#### Task statement:
Your output should be the lines of the entries below, exactly, from the first one through the line that holds "as enum members".

#### Supplied records:
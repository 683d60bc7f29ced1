use std::sync::{Arc, OnceLock};

use crate::{
    metadata::{
        customattributes::CustomAttributeValueList,
        tables::{Constant, FieldAttributes},
        token::Token,
        typesystem::{CilTypeRc, CilTypeRef},
    },
    Result,
};

/// A field definition.
pub struct Field {
    /// Token
    pub token: Token,
    /// bitmask of `FieldAttributes`, §II.23.1.5
    pub flags: u32,
    /// Name of the field
    pub name: String,
    /// Literal value, for `LITERAL` fields such as enum members
    pub default: OnceLock<Constant>,
    /// Custom attributes applied to this field
    pub custom_attributes: CustomAttributeValueList,
    base: CilTypeRef,
    declaring_type: OnceLock<CilTypeRef>,
}

impl Field {
    /// Create a field of type `ty`
    #[must_use]
    pub fn new(token: Token, name: impl Into<String>, flags: u32, ty: &CilTypeRc) -> Self {
        Field {
            token,
            flags,
            name: name.into(),
            default: OnceLock::new(),
            custom_attributes: Arc::new(boxcar::Vec::new()),
            base: CilTypeRef::new(ty),
            declaring_type: OnceLock::new(),
        }
    }

    /// The field type
    #[must_use]
    pub fn ty(&self) -> Option<CilTypeRc> {
        self.base.upgrade()
    }

    /// Set the declaring type. Can only be set once.
    ///
    /// # Errors
    /// Returns [`crate::Error::Malformed`] if the declaring type was already set.
    pub fn set_declaring_type(&self, declaring: &CilTypeRc) -> Result<()> {
        self.declaring_type
            .set(CilTypeRef::new(declaring))
            .map_err(|_| malformed_error!("Declaring type of field '{}' is already set", self.name))
    }

    /// The type that declares this field
    #[must_use]
    pub fn declaring_type(&self) -> Option<CilTypeRc> {
        self.declaring_type.get().and_then(CilTypeRef::upgrade)
    }

    /// True for static fields
    #[must_use]
    pub fn is_static(&self) -> bool {
        self.flags & FieldAttributes::STATIC != 0
    }

    /// True for fields that may only be written by a constructor
    #[must_use]
    pub fn is_init_only(&self) -> bool {
        self.flags & FieldAttributes::INIT_ONLY != 0
    }

    /// True for private fields
    #[must_use]
    pub fn is_private(&self) -> bool {
        self.flags & FieldAttributes::FIELD_ACCESS_MASK == FieldAttributes::PRIVATE
    }
}

impl std::fmt::Debug for Field {
    fn fmt(&self, f: &mut std::fmt::Formatter<'_>) -> std::fmt::Result {
        f.debug_struct("Field")
            .field("token", &self.token)
            .field("name", &self.name)
            .field("flags", &format_args!("0x{:04x}", self.flags))
            .field("type", &self.ty().map(|ty| ty.fullname()))
            .finish()
    }
}
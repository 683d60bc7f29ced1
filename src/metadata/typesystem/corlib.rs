//! Core library types every registry starts with.
//!
//! Declares the `System` types that signatures, constants and emitted bodies refer to,
//! the reflection entry points used by interception bodies, and the three support
//! types of synthesized proxies: the [`DYNAMIC_PROXY_FULLNAME`] handler base class, the
//! [`IPROXY_INSTANCE_FULLNAME`] marker and the [`DYNAMICALLY_ATTRIBUTE_FULLNAME`]
//! parameter attribute.
//!
//! `System.Object` and `System.Void` are bootstrapped by hand, since every builder
//! needs them. Everything else is declared through the regular builders.

use std::sync::Arc;

use crate::{
    emulation::EmValue,
    metadata::{
        builders::{ClassBuilder, GenericParamSpec, InterfaceBuilder, MethodBuilder},
        tables::GenericParamAttributes,
        token::TableId,
        typesystem::{CilFlavor, CilType, TypeAttributes, TypeRegistry, NULLABLE_FULLNAME},
    },
    Error, Result,
};

/// `System.Reflection.MethodBase`
pub const METHOD_BASE_FULLNAME: &str = "System.Reflection.MethodBase";
/// `System.Reflection.MethodInfo`
pub const METHOD_INFO_FULLNAME: &str = "System.Reflection.MethodInfo";
/// Base class of interception handlers
pub const DYNAMIC_PROXY_FULLNAME: &str = "CilProxy.DynamicProxy";
/// Marker interface of forwarding proxies
pub const IPROXY_INSTANCE_FULLNAME: &str = "CilProxy.IProxyInstance";
/// Marks constructor parameters added by synthesis
pub const DYNAMICALLY_ATTRIBUTE_FULLNAME: &str = "CilProxy.DynamicallyAttribute";

/// Primitive value types, `(name, flavor)`
const PRIMITIVES: &[(&str, CilFlavor)] = &[
    ("Boolean", CilFlavor::Boolean),
    ("Char", CilFlavor::Char),
    ("SByte", CilFlavor::I1),
    ("Byte", CilFlavor::U1),
    ("Int16", CilFlavor::I2),
    ("UInt16", CilFlavor::U2),
    ("Int32", CilFlavor::I4),
    ("UInt32", CilFlavor::U4),
    ("Int64", CilFlavor::I8),
    ("UInt64", CilFlavor::U8),
    ("Single", CilFlavor::R4),
    ("Double", CilFlavor::R8),
    ("IntPtr", CilFlavor::I),
    ("UIntPtr", CilFlavor::U),
];

/// Declare the core library into `registry`
pub(crate) fn install(registry: &TypeRegistry) -> Result<()> {
    let object = Arc::new(CilType::new(
        registry.alloc_token(TableId::TypeDef),
        CilFlavor::Object,
        "System".to_string(),
        "Object".to_string(),
        TypeAttributes::PUBLIC,
    ));
    registry.insert(&object)?;

    let void = Arc::new(CilType::new(
        registry.alloc_token(TableId::TypeDef),
        CilFlavor::Void,
        "System".to_string(),
        "Void".to_string(),
        TypeAttributes::PUBLIC | TypeAttributes::SEALED,
    ));
    registry.insert(&void)?;

    MethodBuilder::constructor()
        .host(|_, _| Ok(EmValue::Void))
        .build(registry, &object)?;

    let value_type = ClassBuilder::new("System", "ValueType")
        .abstract_type()
        .build(registry)?;
    void.set_base(&value_type)?;

    ClassBuilder::new("System", "Enum")
        .extends(&value_type)
        .abstract_type()
        .build(registry)?;

    for (name, flavor) in PRIMITIVES {
        ClassBuilder::new("System", name)
            .flavor(flavor.clone())
            .value_type()
            .build(registry)?;
    }

    ClassBuilder::new("System", "String")
        .flavor(CilFlavor::String)
        .sealed()
        .build(registry)?;

    for name in ["DateTime", "Decimal", "Guid", "RuntimeTypeHandle", "RuntimeMethodHandle"] {
        ClassBuilder::new("System", name).value_type().build(registry)?;
    }

    let nullable_name = NULLABLE_FULLNAME
        .strip_prefix("System.")
        .ok_or_else(|| malformed_error!("Unexpected name of Nullable"))?;
    ClassBuilder::new("System", nullable_name)
        .value_type()
        .generic_param(
            GenericParamSpec::new("T")
                .flags(GenericParamAttributes::NOT_NULLABLE_VALUE_TYPE_CONSTRAINT),
        )
        .build(registry)?;

    ClassBuilder::new("System", "Attribute")
        .abstract_type()
        .constructor(MethodBuilder::constructor())
        .build(registry)?;

    install_reflection(registry)?;
    install_proxy_support(registry)
}

/// `System.Type`, `MethodBase` and `MethodInfo` with their handle entry points
fn install_reflection(registry: &TypeRegistry) -> Result<()> {
    let object = registry.wellknown("System.Object")?;
    let string = registry.wellknown("System.String")?;
    let object_array = registry.make_array(&object)?;

    let type_handle = registry.wellknown("System.RuntimeTypeHandle")?;
    let system_type = ClassBuilder::new("System", "Type")
        .abstract_type()
        .build(registry)?;
    MethodBuilder::new("GetTypeFromHandle")
        .make_static()
        .param("handle", &type_handle)
        .returns(&system_type)
        .host(|runtime, call| runtime.type_from_handle(call.arg(0)?))
        .build(registry, &system_type)?;

    let method_handle = registry.wellknown("System.RuntimeMethodHandle")?;
    let method_base = ClassBuilder::new("System.Reflection", "MethodBase")
        .abstract_type()
        .constructor(MethodBuilder::constructor())
        .method(
            MethodBuilder::new("Invoke")
                .param("obj", &object)
                .param("parameters", &object_array)
                .returns(&object)
                .host(|runtime, call| runtime.invoke(call.this()?, call.arg(0)?, call.arg(1)?)),
        )
        .property(
            "Name",
            &string,
            Some(
                MethodBuilder::new("get_Name")
                    .returns(&string)
                    .host(|runtime, call| {
                        let info = call.this()?.object()?;
                        let method = info.method_info().ok_or_else(|| Error::InvalidCast {
                            from: info.ty.fullname(),
                            to: METHOD_INFO_FULLNAME.to_string(),
                        })?;
                        runtime.new_string(method.name())
                    }),
            ),
            None,
        )
        .build(registry)?;
    MethodBuilder::new("GetMethodFromHandle")
        .make_static()
        .param("handle", &method_handle)
        .returns(&method_base)
        .host(|runtime, call| runtime.method_info_from_handle(call.arg(0)?))
        .build(registry, &method_base)?;

    ClassBuilder::new("System.Reflection", "MethodInfo")
        .extends(&method_base)
        .abstract_type()
        .constructor(MethodBuilder::constructor())
        .build(registry)?;

    Ok(())
}

/// The interception handler base, the forwarding marker and the parameter attribute
fn install_proxy_support(registry: &TypeRegistry) -> Result<()> {
    let object = registry.wellknown("System.Object")?;
    let object_array = registry.make_array(&object)?;
    let method_info = registry.wellknown(METHOD_INFO_FULLNAME)?;

    ClassBuilder::new("CilProxy", "DynamicProxy")
        .abstract_type()
        .constructor(MethodBuilder::constructor())
        .method(
            MethodBuilder::new("Invoke")
                .param("instance", &object)
                .param("targetMethod", &method_info)
                .param("args", &object_array)
                .returns(&object)
                .make_abstract(),
        )
        .build(registry)?;

    InterfaceBuilder::new("CilProxy", "IProxyInstance")
        .method(MethodBuilder::new("GetOriginalInstance").returns(&object))
        .build(registry)?;

    ClassBuilder::new("CilProxy", "DynamicallyAttribute")
        .extends(&registry.wellknown("System.Attribute")?)
        .sealed()
        .build(registry)?;

    Ok(())
}

#[cfg(test)]
mod tests {
    use super::*;

    #[test]
    fn test_core_hierarchy() -> Result<()> {
        let registry = TypeRegistry::new()?;
        let object = registry.wellknown("System.Object")?;
        let int32 = registry.wellknown("System.Int32")?;
        let value_type = registry.wellknown("System.ValueType")?;

        assert!(object.base().is_none());
        assert_eq!(int32.base().unwrap().token, value_type.token);
        assert!(int32.is_value_type());
        assert!(int32.is_assignable_to(&object));
        assert!(!registry.wellknown("System.String")?.is_value_type());
        assert_eq!(object.constructors().len(), 1);
        Ok(())
    }

    #[test]
    fn test_primitive_lookup() -> Result<()> {
        let registry = TypeRegistry::new()?;
        for (name, flavor) in PRIMITIVES {
            let ty = registry.primitive(flavor)?;
            assert_eq!(ty.fullname(), format!("System.{name}"));
            assert_eq!(&ty.flavor, flavor);
        }
        Ok(())
    }

    #[test]
    fn test_proxy_support_types() -> Result<()> {
        let registry = TypeRegistry::new()?;
        let handler = registry.wellknown(DYNAMIC_PROXY_FULLNAME)?;
        let invoke = handler.method_by_name("Invoke").unwrap();
        assert!(handler.is_abstract());
        assert!(invoke.is_abstract());
        assert_eq!(invoke.param_count(), 3);

        let marker = registry.wellknown(IPROXY_INSTANCE_FULLNAME)?;
        assert!(marker.is_interface());

        let attribute = registry.wellknown(DYNAMICALLY_ATTRIBUTE_FULLNAME)?;
        assert_eq!(attribute.constructors().len(), 1);
        let attribute_base = registry.wellknown("System.Attribute")?;
        assert!(attribute.is_assignable_to(&attribute_base));

        let method_info = registry.wellknown(METHOD_INFO_FULLNAME)?;
        let method_base = registry.wellknown(METHOD_BASE_FULLNAME)?;
        assert!(method_info.is_assignable_to(&method_base));
        Ok(())
    }
}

#### Response for this exercise:
repository 683d60bc7f29ced1
use std::sync::{Arc, OnceLock};

use crate::{
    metadata::{
        customattributes::CustomAttributeValueList,
        tables::{Constant, FieldAttributes},
        token::Token,
        typesystem::{CilTypeRc, CilTypeRef},
    },
    Result,
};

/// A field definition.
pub struct Field {
    /// Token
    pub token: Token,
    /// bitmask of `FieldAttributes`, §II.23.1.5
    pub flags: u32,
    /// Name of the field
    pub name: String,
    /// Literal value, for `LITERAL` fields such as enum members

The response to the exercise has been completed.